Franklin spun away from another of Kairos's spells, his movements already noticeably slower than before. "Five minutes to kill three Greater Daemons and the Warmaster of Chaos? Cutting it a bit close there, aren't you?"

"If I were whole, this would be simpler." For a moment, genuine regret colored the god's mental voice. "But we could not locate all my fragments in time. This is the best I can offer, my champion."

"Right then," Franklin thought, gathering himself for what would have to be the fastest daemon-killing spree in history. "Let's call this lovely parting gift 'Heaven's Rot.' Seems fitting, given where it came from."

"Your penchant for naming things in the midst of battle remains mysterious to me," Khaine replied, and Franklin could feel the god's power shifting, preparing to engage with the disease. "Are you ready?"

Franklin's burning gaze swept across his opponents – An'ggrath, bleeding but still mighty; Shalaxi, beautiful and terrible in its deadly grace; Kairos, both heads already speaking new curses into existence; and beyond them all, Horus, watching with eyes that held galaxies of malice.

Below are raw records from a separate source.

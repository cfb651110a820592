//! Shared utilities for integration tests.

#![allow(dead_code)]

use std::future::Future;
use std::sync::Arc;
use std::time::Duration;

use motobus::config::Config;
use motobus::handlers::{InMemoryFleetRegistry, InMemoryRiderDirectory, RiderImageStore};
use motobus::runtime::Collaborators;
use motobus::wire::RiderInfo;

/// In-memory collaborators plus handles to inspect them.
pub struct Stores {
    pub riders: Arc<InMemoryRiderDirectory>,
    pub images: Arc<RiderImageStore>,
    pub fleet: Arc<InMemoryFleetRegistry>,
}

impl Stores {
    pub fn new() -> Self {
        Self {
            riders: Arc::new(InMemoryRiderDirectory::new()),
            images: Arc::new(RiderImageStore::new()),
            fleet: Arc::new(InMemoryFleetRegistry::new()),
        }
    }

    pub fn collaborators(&self) -> Collaborators {
        Collaborators {
            riders: self.riders.clone(),
            images: self.images.clone(),
            fleet: Some(self.fleet.clone()),
        }
    }
}

/// In-process configuration with a 5ms backoff unit.
pub fn test_config() -> Config {
    Config::for_test()
}

pub fn rider(user_id: &str) -> RiderInfo {
    RiderInfo {
        user_id: user_id.to_string(),
        email: format!("{user_id}@example.com"),
        name: "Test Rider".to_string(),
        cnpj: "12345678000190".to_string(),
        date_of_birth: "1990-01-01T00:00:00".to_string(),
        cnh_number: "99999999999".to_string(),
        cnh_type: "A".to_string(),
    }
}

/// Poll `check` until it returns true or `timeout` elapses.
pub async fn eventually<F, Fut>(timeout: Duration, mut check: F) -> bool
where
    F: FnMut() -> Fut,
    Fut: Future<Output = bool>,
{
    let deadline = tokio::time::Instant::now() + timeout;
    loop {
        if check().await {
            return true;
        }
        if tokio::time::Instant::now() > deadline {
            return false;
        }
        tokio::time::sleep(Duration::from_millis(10)).await;
    }
}
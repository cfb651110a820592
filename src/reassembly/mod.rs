//! Chunked transfer reassembly.
//!
//! Fragments of one binary transfer share a correlation id and carry a
//! sequence number. They may arrive in any order and more than once; each
//! transfer is buffered until the final fragment and every fragment before it
//! have been seen, then the bytes are concatenated in sequence order and
//! handed to a `FileSink`.
//!
//! Buffers are keyed by correlation id in a concurrent map, so transfers on
//! different consumer tasks never share an entry. A buffer is removed once
//! the sink accepted the file. When the sink fails with a retryable error the
//! fragments stay buffered and the redelivered final chunk completes the
//! transfer; a fatal sink error discards the transfer.
//!
//! Correlation ids are reused across transfers (one per rider). The last
//! completed transfer of each id is fingerprinted, so a redelivered fragment
//! of it is discarded instead of seeding a buffer for the next transfer. The
//! fingerprint is forgotten as soon as a fragment of another transfer arrives.

use std::collections::BTreeMap;
use std::sync::Arc;

use async_trait::async_trait;
use bytes::{Bytes, BytesMut};
use dashmap::DashMap;
use tracing::{debug, info, warn};

use crate::consumer::{HandlerError, MessageContext, MessageHandler};
use crate::wire::{self, message_digest, ChunkMessage, Keyed};

/// A completed transfer.
#[derive(Debug, Clone, PartialEq, Eq)]
pub struct ReassembledFile {
    pub correlation_id: String,
    pub file_name: String,
    pub content: Bytes,
}

/// Receives completed transfers (e.g. "store this file for this rider").
#[async_trait]
pub trait FileSink: Send + Sync {
    async fn store(&self, file: ReassembledFile) -> Result<(), HandlerError>;
}

/// Result of accepting one chunk.
#[derive(Debug, Clone, Copy, PartialEq, Eq)]
pub enum ChunkOutcome {
    /// Buffered; the transfer is still missing fragments.
    Buffered { received: usize },
    /// The transfer was completed and handed to the sink.
    Completed { size: usize },
    /// Redelivered fragment of a transfer that already completed; discarded.
    Replayed,
}

#[derive(Debug, Default)]
struct TransferBuffer {
    chunks: BTreeMap<u32, ChunkMessage>,
    /// Sequence number of the fragment marked `isLast`, once seen.
    final_sequence: Option<u32>,
}

impl TransferBuffer {
    /// Insert a fragment. A repeated sequence number replaces the earlier copy.
    fn insert(&mut self, chunk: ChunkMessage) {
        if chunk.is_last {
            self.final_sequence = Some(chunk.sequence_number);
        } else if self.final_sequence == Some(chunk.sequence_number) {
            self.final_sequence = None;
        }
        if self.chunks.insert(chunk.sequence_number, chunk).is_some() {
            debug!("Replaced duplicate fragment");
        }
    }

    /// Final sequence number, once every fragment up to it is buffered.
    fn complete_through(&self) -> Option<u32> {
        let last = self.final_sequence?;
        (0..=last)
            .all(|seq| self.chunks.contains_key(&seq))
            .then_some(last)
    }

    /// Concatenate fragments `0..=last` in sequence order.
    fn assemble(&self, correlation_id: &str, last: u32) -> ReassembledFile {
        let parts: Vec<&ChunkMessage> = self.chunks.range(..=last).map(|(_, c)| c).collect();
        let size = parts.iter().map(|c| c.content.len()).sum();

        let mut content = BytesMut::with_capacity(size);
        for part in &parts {
            content.extend_from_slice(&part.content);
        }

        let file_name = self
            .chunks
            .get(&last)
            .map(|c| c.file_name.clone())
            .unwrap_or_default();

        ReassembledFile {
            correlation_id: correlation_id.to_string(),
            file_name,
            content: content.freeze(),
        }
    }
}

/// Fingerprint of the last transfer completed under a correlation id.
#[derive(Debug)]
struct CompletedTransfer {
    file_name: String,
    last: u32,
    /// Content digest per sequence number.
    digests: Vec<String>,
}

impl CompletedTransfer {
    fn of(buffer: &TransferBuffer, last: u32) -> Self {
        let file_name = buffer
            .chunks
            .get(&last)
            .map(|c| c.file_name.clone())
            .unwrap_or_default();
        Self {
            file_name,
            last,
            digests: buffer
                .chunks
                .range(..=last)
                .map(|(_, c)| message_digest(&c.content))
                .collect(),
        }
    }

    fn matches(&self, chunk: &ChunkMessage) -> bool {
        chunk.file_name == self.file_name
            && chunk.is_last == (chunk.sequence_number == self.last)
            && usize::try_from(chunk.sequence_number)
                .ok()
                .and_then(|seq| self.digests.get(seq))
                .is_some_and(|digest| *digest == message_digest(&chunk.content))
    }
}

/// Rebuilds chunked transfers and forwards them to a sink.
pub struct ChunkReassembler {
    buffers: DashMap<String, TransferBuffer>,
    completed: DashMap<String, CompletedTransfer>,
    sink: Arc<dyn FileSink>,
}

impl ChunkReassembler {
    pub fn new(sink: Arc<dyn FileSink>) -> Self {
        Self {
            buffers: DashMap::new(),
            completed: DashMap::new(),
            sink,
        }
    }

    /// Accept one fragment.
    pub async fn on_chunk(&self, chunk: ChunkMessage) -> Result<ChunkOutcome, HandlerError> {
        let correlation_id = chunk.correlation_id.clone();

        let replayed = self
            .completed
            .get(&correlation_id)
            .is_some_and(|done| done.matches(&chunk));
        if replayed {
            debug!(
                correlation_id = %correlation_id,
                sequence_number = chunk.sequence_number,
                "Discarding fragment of completed transfer"
            );
            return Ok(ChunkOutcome::Replayed);
        }
        self.completed.remove(&correlation_id);

        // Entry lock is released before the sink is awaited
        let (file, fingerprint) = {
            let mut buffer = self.buffers.entry(correlation_id.clone()).or_default();
            buffer.insert(chunk);
            match buffer.complete_through() {
                Some(last) => (
                    buffer.assemble(&correlation_id, last),
                    CompletedTransfer::of(&buffer, last),
                ),
                None => {
                    let received = buffer.chunks.len();
                    debug!(correlation_id = %correlation_id, received, "Buffered chunk");
                    return Ok(ChunkOutcome::Buffered { received });
                }
            }
        };
        let size = file.content.len();
        let file_name = file.file_name.clone();

        if let Err(e) = self.sink.store(file).await {
            if e.is_fatal() {
                // The final chunk is dropped, nothing will complete this buffer
                self.buffers.remove(&correlation_id);
                warn!(
                    correlation_id = %correlation_id,
                    error = %e,
                    "File sink rejected transfer, discarding buffered chunks"
                );
            } else {
                warn!(
                    correlation_id = %correlation_id,
                    error = %e,
                    "File sink failed, keeping buffered chunks"
                );
            }
            return Err(e);
        }

        self.buffers.remove(&correlation_id);
        self.completed.insert(correlation_id.clone(), fingerprint);
        info!(
            correlation_id = %correlation_id,
            file_name = %file_name,
            size,
            "Transfer reassembled"
        );
        Ok(ChunkOutcome::Completed { size })
    }

    /// Fragments buffered for a transfer (0 if none).
    pub fn buffered(&self, correlation_id: &str) -> usize {
        self.buffers
            .get(correlation_id)
            .map(|b| b.chunks.len())
            .unwrap_or(0)
    }

    /// Number of transfers still waiting for fragments.
    pub fn pending_transfers(&self) -> usize {
        self.buffers.len()
    }
}

#[async_trait]
impl MessageHandler for ChunkReassembler {
    async fn handle(&self, _ctx: &MessageContext, body: &[u8]) -> Result<(), HandlerError> {
        let chunk: ChunkMessage = wire::decode(body)?;
        self.on_chunk(chunk).await.map(|_| ())
    }

    fn message_key(&self, body: &[u8]) -> Option<String> {
        wire::decode::<ChunkMessage>(body)
            .ok()
            .map(|chunk| chunk.message_key())
    }
}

"Five minutes to save the Imperium and kick my brother's ass?" The smirk was audible even through his transformed state. "Yeah, that'll do."

-------------------------

Look upon your victory, Warmaster. See how the mighty Eagle burns.

You watch him burn through time itself, this brother who dares defy the inevitable. The corruption spreads within him like dark honey, sweet and inexorable, yet still he fights. Still he burns. Four minutes and counting, each second marked by the dying echoes of gods.

Three minutes in, An'ggrath falls. The Bloodthirster's essence unravels like crimson thread, scattered by wings of molten steel. You observe the efficiency of it, the brutality masked as necessity. How like him, to make even slaughter seem righteous.

Three minutes and forty-five seconds: Kairos Fateweaver's twin heads speak their final paradox. The Oracle of Tzeentch, who sees all futures, somehow failed to foresee his own dismemberment. Both heads still prophesy as they fall, their words lost in the roar of divine flame. How amusing, that even fate itself bends before his determination.

Four minutes and fifteen seconds: Shalaxi Helbane's perfect form dissolves into echoes of pleasure and pain. The Keeper of Secrets takes with them the last vestiges of grace from this ravaged chamber, leaving only the raw arithmetic of violence.

You see it then, the moment his divinity begins to flicker. The burning skull-visage wavers like a candle in a hurricane. Those wings of steel, which carved reality itself, start to lose their luster. The corruption blooms within him like a garden of entropy, Grandfather Nurgle's parting gift making itself known at last.

Four minutes and thirty seconds. 

Feel the change in the air as Khaine's power fades from him. The ancient god of war and murder slumbers now, leaving your brother defenseless against the corruption that courses through his transhuman form. Watch as the avian skull of flame that crowned him flickers and dies, revealing once more the face you remember from brighter days. That insufferable smirk remains, even now, even as his divine aspect crumbles away like ash in a furnace wind.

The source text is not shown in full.